Last year, I started out looking sick and gradually started looking well as I regained all the weight the tumor sucked out of me. This year, I headed the opposite direction. The power of fake pot was useless in creating an appetite. And even if it did, my GI tract is so damaged right now I don't think it can absorb anything useful anyway.

Unlike last year, I feel like I truly look sick this time. I look like a cancer patient, which I find so shocking, despite having been one for almost 2 years now. And all I can do is put on a hat, powder in my eyebrows and meticulously try and apply mascara to my 9 bottom eyelashes without smearing it all over the place.

I am not ashamed to flaunt my chemo-breathing self out in public. There are days when it's all I can do to put on a hat and look sickly at Target. There are days when cancer and chemo have more control over me than I do. I've rocked my bony self in pre-pubescent boob fitting bikinis at the pubic pool with my port and scars hanging out for the world to see. I am merely a public servant; a walking billboard for cancer and why you really shouldn't put off going to the doctor when you think something isn't quite right. I'm advertising the importance of preventative care, knowing family history and why sometimes it's just your luck of the draw.
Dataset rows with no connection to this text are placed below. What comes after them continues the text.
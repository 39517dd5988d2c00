// Logging initialization for the binaries.
use tracing_subscriber::{fmt, EnvFilter};

/// Install the global subscriber. `RUST_LOG` controls the filter, default
/// `info`. Safe to call once per process.
pub fn init() {
    let filter = EnvFilter::try_from_default_env().unwrap_or_else(|_| EnvFilter::new("info"));
    fmt().with_env_filter(filter).with_target(false).init();
}
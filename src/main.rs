// Interactive insights console.
//
// - Option [1] loads the appointment dataset (backend, local file, or
//   sample fallback) and prints load diagnostics.
// - Option [2] renders every report as a console preview, exports the full
//   tables as CSV and writes a JSON summary.
// - After generating reports, the user can go back to the menu or exit.
use laundry_insights::config::{CityDirectory, ProjectionConfig, ALL_CITIES};
use laundry_insights::loader::{filter_valid, LoadReport};
use laundry_insights::types::{
    AvgOrderValueRow, CityStatsRow, DriverRow, FlowRow, LaundromatRow, MonthlyTrendRow,
    ProjectionRow, QuarterRow, WeightRow,
};
use laundry_insights::util::{format_int, format_number};
use laundry_insights::{fetch, logging, output, projection, reports};
use chrono::Local;
use once_cell::sync::Lazy;
use std::io::{self, Write};
use std::path::Path;
use std::sync::Mutex;

// Session state so the dataset is loaded once but reports can be generated
// multiple times in a single run.
static APP_STATE: Lazy<Mutex<AppState>> = Lazy::new(|| Mutex::new(AppState { data: None }));

struct AppState {
    data: Option<Vec<laundry_insights::types::Appointment>>,
}

fn read_choice() -> String {
    print!("Enter choice: ");
    let _ = io::stdout().flush();
    let mut buf = String::new();
    io::stdin().read_line(&mut buf).ok();
    buf.trim().to_string()
}

/// Ask whether to go back to the menu after generating reports.
fn prompt_back_to_menu() -> bool {
    loop {
        print!("Back to menu (Y/N): ");
        let _ = io::stdout().flush();
        let mut buf = String::new();
        io::stdin().read_line(&mut buf).ok();
        match buf.trim().to_uppercase().as_str() {
            "Y" => return true,
            "N" => return false,
            _ => println!("Invalid choice. Please enter Y or N."),
        }
    }
}

/// Handle option [1]: acquire and clean the dataset.
fn handle_load() {
    let cities = CityDirectory::builtin();
    let today = Local::now().date_naive();
    let mut rng = rand::thread_rng();

    let (raw, origin) = fetch::load_dataset(&cities, today, &mut rng);
    let mut report = LoadReport {
        total_records: raw.len(),
        ..LoadReport::default()
    };
    let valid = filter_valid(&raw, today, &mut report);

    println!(
        "Loaded {} records from {} ({} valid for reporting)",
        format_int(report.total_records as u64),
        origin,
        format_int(report.valid_records as u64)
    );
    println!(
        "Excluded: {} incomplete, {} seller-cancelled, {} in the current month.\n",
        format_int(report.dropped_incomplete as u64),
        format_int(report.dropped_cancelled as u64),
        format_int(report.dropped_current_month as u64)
    );

    let mut state = APP_STATE.lock().unwrap();
    state.data = Some(valid);
}

/// Handle option [2]: every aggregate view, previewed and exported.
fn handle_generate_reports() {
    let data = {
        let state = APP_STATE.lock().unwrap();
        state.data.clone()
    };
    let Some(data) = data else {
        println!("Error: No data loaded. Please load the dataset first (option 1).\n");
        return;
    };

    let cities = CityDirectory::builtin();
    let projection_config = ProjectionConfig::builtin();
    let today = Local::now().date_naive();

    println!("Generating reports...\n");

    let city_stats = reports::city_statistics(&data, &cities);
    let city_rows: Vec<CityStatsRow> = city_stats.iter().map(Into::into).collect();
    export("reports/city_statistics.csv", &city_rows);
    println!("City Statistics");
    output::preview_table(&city_rows, city_rows.len());

    let all_laundromats = reports::laundromat_statistics(&data);
    let top = reports::top_laundromats(
        &all_laundromats,
        reports::LAUNDROMAT_MIN_ORDERS,
        reports::LAUNDROMAT_LIMIT,
    );
    let laundromat_rows: Vec<LaundromatRow> = top.iter().map(Into::into).collect();
    export("reports/top_laundromats.csv", &laundromat_rows);
    println!(
        "Top Laundromats (>= {} orders, top {})",
        reports::LAUNDROMAT_MIN_ORDERS,
        reports::LAUNDROMAT_LIMIT
    );
    output::preview_table(&laundromat_rows, laundromat_rows.len());

    println!("Customer Types");
    for entry in reports::customer_type_distribution(&data) {
        println!("  {}: {}", entry.name, format_int(entry.value));
    }
    println!();

    let monthly = reports::monthly_orders_trend(&data, &cities, today, reports::DEFAULT_TREND_MONTHS);
    let monthly_rows: Vec<MonthlyTrendRow> = monthly.iter().map(Into::into).collect();
    export("reports/monthly_orders.csv", &monthly_rows);
    println!("Monthly Orders (trailing 12 months, current month excluded)");
    output::preview_table(&monthly_rows, 3);

    let aov = reports::avg_order_value_trend(&data, today, reports::DEFAULT_TREND_MONTHS);
    let aov_rows: Vec<AvgOrderValueRow> = aov.iter().map(Into::into).collect();
    export("reports/avg_order_value.csv", &aov_rows);
    println!("Average Order Value");
    output::preview_table(&aov_rows, 3);

    let retention = reports::customer_retention_metrics(&data);
    println!("Customer Retention");
    println!(
        "  Total customers: {}",
        format_int(retention.total_customers)
    );
    println!(
        "  Returning customers: {}",
        format_int(retention.returning_customers)
    );
    println!(
        "  Retention rate: {}%",
        format_number(retention.retention_rate * 100.0, 1)
    );
    println!(
        "  Avg orders per customer: {}",
        format_number(retention.average_orders_per_customer, 2)
    );
    println!(
        "  Avg customer lifetime: {} days\n",
        format_number(retention.average_customer_lifetime, 1)
    );

    let flows = reports::customer_laundromat_flow(&data, reports::FLOW_LIMIT);
    let flow_rows: Vec<FlowRow> = flows.iter().map(Into::into).collect();
    export("reports/customer_laundromat_flow.csv", &flow_rows);
    println!("Strongest Customer/Laundromat Flows");
    output::preview_table(&flow_rows, 3);

    let drivers = reports::driver_performance(&data);
    let driver_rows: Vec<DriverRow> = drivers.iter().map(Into::into).collect();
    export("reports/driver_performance.csv", &driver_rows);
    println!("Driver Performance");
    output::preview_table(&driver_rows, 3);

    let seasonal = reports::seasonal_trends(&data);
    let quarter_rows: Vec<QuarterRow> = seasonal.iter().map(Into::into).collect();
    export("reports/seasonal_trends.csv", &quarter_rows);
    println!("Seasonal Trends (all years combined)");
    output::preview_table(&quarter_rows, quarter_rows.len());

    let weights = reports::weight_distribution(&data);
    let weight_rows: Vec<WeightRow> = weights.iter().map(Into::into).collect();
    export("reports/weight_distribution.csv", &weight_rows);
    println!("Order Weight Distribution");
    output::preview_table(&weight_rows, weight_rows.len());

    let mut rng = rand::thread_rng();
    let forecast = projection::generate_projections(
        &monthly,
        ALL_CITIES,
        projection::DEFAULT_WEEKS_AHEAD,
        &cities,
        &projection_config,
        today,
        &mut rng,
    );
    let projection_rows: Vec<ProjectionRow> = forecast.combined.iter().map(Into::into).collect();
    export("reports/weekly_projection.csv", &projection_rows);
    println!("Weekly Projection ({})", forecast.metrics.city_name);
    println!(
        "  Projected annual orders: {}",
        format_int(forecast.metrics.total_annual_orders)
    );
    println!(
        "  Avg weekly orders: {}",
        format_int(forecast.metrics.average_weekly_orders)
    );
    println!(
        "  Projected growth: {}%\n",
        format_number(forecast.metrics.projected_growth_percent, 1)
    );

    let summary = reports::insight_summary(&data, &retention);
    if let Err(e) = output::write_json(Path::new("reports/summary.json"), &summary) {
        eprintln!("Write error: {}", e);
    }
    println!(
        "Summary written to reports/summary.json (total revenue: ${})\n",
        format_number(summary.total_revenue, 2)
    );
}

fn export<T: serde::Serialize>(path: &str, rows: &[T]) {
    if let Err(e) = output::write_csv(Path::new(path), rows) {
        eprintln!("Write error: {}", e);
    }
}

fn main() {
    logging::init();
    loop {
        println!("Laundry Insights");
        println!("[1] Load appointment data");
        println!("[2] Generate reports\n");
        match read_choice().as_str() {
            "1" => handle_load(),
            "2" => {
                println!();
                handle_generate_reports();
                if !prompt_back_to_menu() {
                    println!("Exiting.");
                    break;
                }
            }
            _ => println!("Invalid choice. Please enter 1 or 2.\n"),
        }
    }
}
//! Aggregation, reporting and projection toolkit for laundry service
//! appointment data.
//!
//! The pipeline is a set of pure reductions over an in-memory array of
//! loosely-structured appointment records: normalize the inconsistent
//! revenue/date/city fields, group, reduce, derive. The projection module
//! turns monthly aggregates into weekly historical + forecast series from
//! injected per-city configuration.

pub mod artifacts;
pub mod config;
pub mod fetch;
pub mod fields;
pub mod loader;
pub mod logging;
pub mod output;
pub mod projection;
pub mod reports;
pub mod sample;
pub mod types;
pub mod util;
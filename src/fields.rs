// Field resolution across inconsistent record shapes.
//
// Different ingestion paths wrote revenue, city and service date under
// different names over time. Each resolver here tries the known spellings in
// a fixed priority order and degrades to a documented fallback instead of
// failing, so the aggregators never have to look at raw fields.
use crate::config::CityDirectory;
use crate::types::Appointment;
use crate::util::parse_date_safe;
use chrono::NaiveDate;

/// Canonical revenue for an appointment.
///
/// `invoice.total` and the legacy `invoiceTotal` were populated by different
/// ingestion paths and can both be present on one record. When both are
/// positive the larger one wins: taking the max avoids double-counting,
/// summing them would. With neither present, the per-leg rates are summed as
/// a fallback. Never negative, never NaN.
pub fn resolve_revenue(a: &Appointment) -> f64 {
    let legacy = a.invoice_total.filter(|v| *v > 0.0);
    let current = a
        .invoice
        .as_ref()
        .and_then(|i| i.total)
        .filter(|v| *v > 0.0);

    match (current, legacy) {
        (Some(c), Some(l)) => c.max(l),
        (Some(c), None) => c,
        (None, Some(l)) => l,
        (None, None) => {
            let mut components = 0.0;
            if let Some(p) = &a.pickup {
                components += p.rate.unwrap_or(0.0);
            }
            if let Some(d) = &a.delivery {
                components += d.rate.unwrap_or(0.0);
            }
            if let Some(c) = &a.cleaning {
                components += c.rate.unwrap_or(0.0);
            }
            if components > 0.0 {
                components
            } else {
                0.0
            }
        }
    }
}

/// Canonical city id for an appointment.
///
/// Tries `cityId`, `city_id`, then a `city` value that is itself a known id;
/// after that, a case-insensitive display-name lookup over `city` and
/// `cityName`. Records that still don't resolve are attributed to the
/// directory's default city (a fallback, not an error).
pub fn normalize_city_id<'c>(a: &Appointment, cities: &'c CityDirectory) -> &'c str {
    let id_candidates = [
        a.city_id.as_deref(),
        a.legacy_city_id.as_deref(),
        a.city.as_deref(),
    ];
    for candidate in id_candidates.into_iter().flatten() {
        if let Some(id) = cities.canonical_id(candidate) {
            return id;
        }
    }

    let name_candidates = [a.city.as_deref(), a.city_name.as_deref()];
    for candidate in name_candidates.into_iter().flatten() {
        if let Some(id) = cities.id_for_name(candidate) {
            return id;
        }
    }

    cities.default_city()
}

/// Whether the record carries any city field at all (resolvable or not).
pub fn has_city_field(a: &Appointment) -> bool {
    a.city_id.is_some() || a.legacy_city_id.is_some() || a.city.is_some() || a.city_name.is_some()
}

/// Service date for an appointment: `pickup.serviceDate`, then
/// `service_date`, then `createdAt`; first present wins. An unparseable
/// value in the winning field yields `None`; the record then drops out of
/// date-bucketed views but still counts everywhere else.
pub fn resolve_service_date(a: &Appointment) -> Option<NaiveDate> {
    let raw = a
        .pickup
        .as_ref()
        .and_then(|p| p.service_date.as_deref())
        .or(a.service_date.as_deref())
        .or(a.created_at.as_deref())?;
    parse_date_safe(Some(raw))
}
You need not lie to me people. It ain't pretty and you do not need to convince me otherwise. Don't bother telling me I look good when I know it's not true.

On the upside, I have one treatment left, which means things like hair and body fat are on my immediate horizon! And all vanity aside, I'm beating the evil enemy inside, even if it's destroying what's on the outside.
1, 2, 3, 4, 5, 6, 7, 8, 9, 10, 11, 12, 13, 14, 15...16, um 17, maybe 18 bottom eyelashes?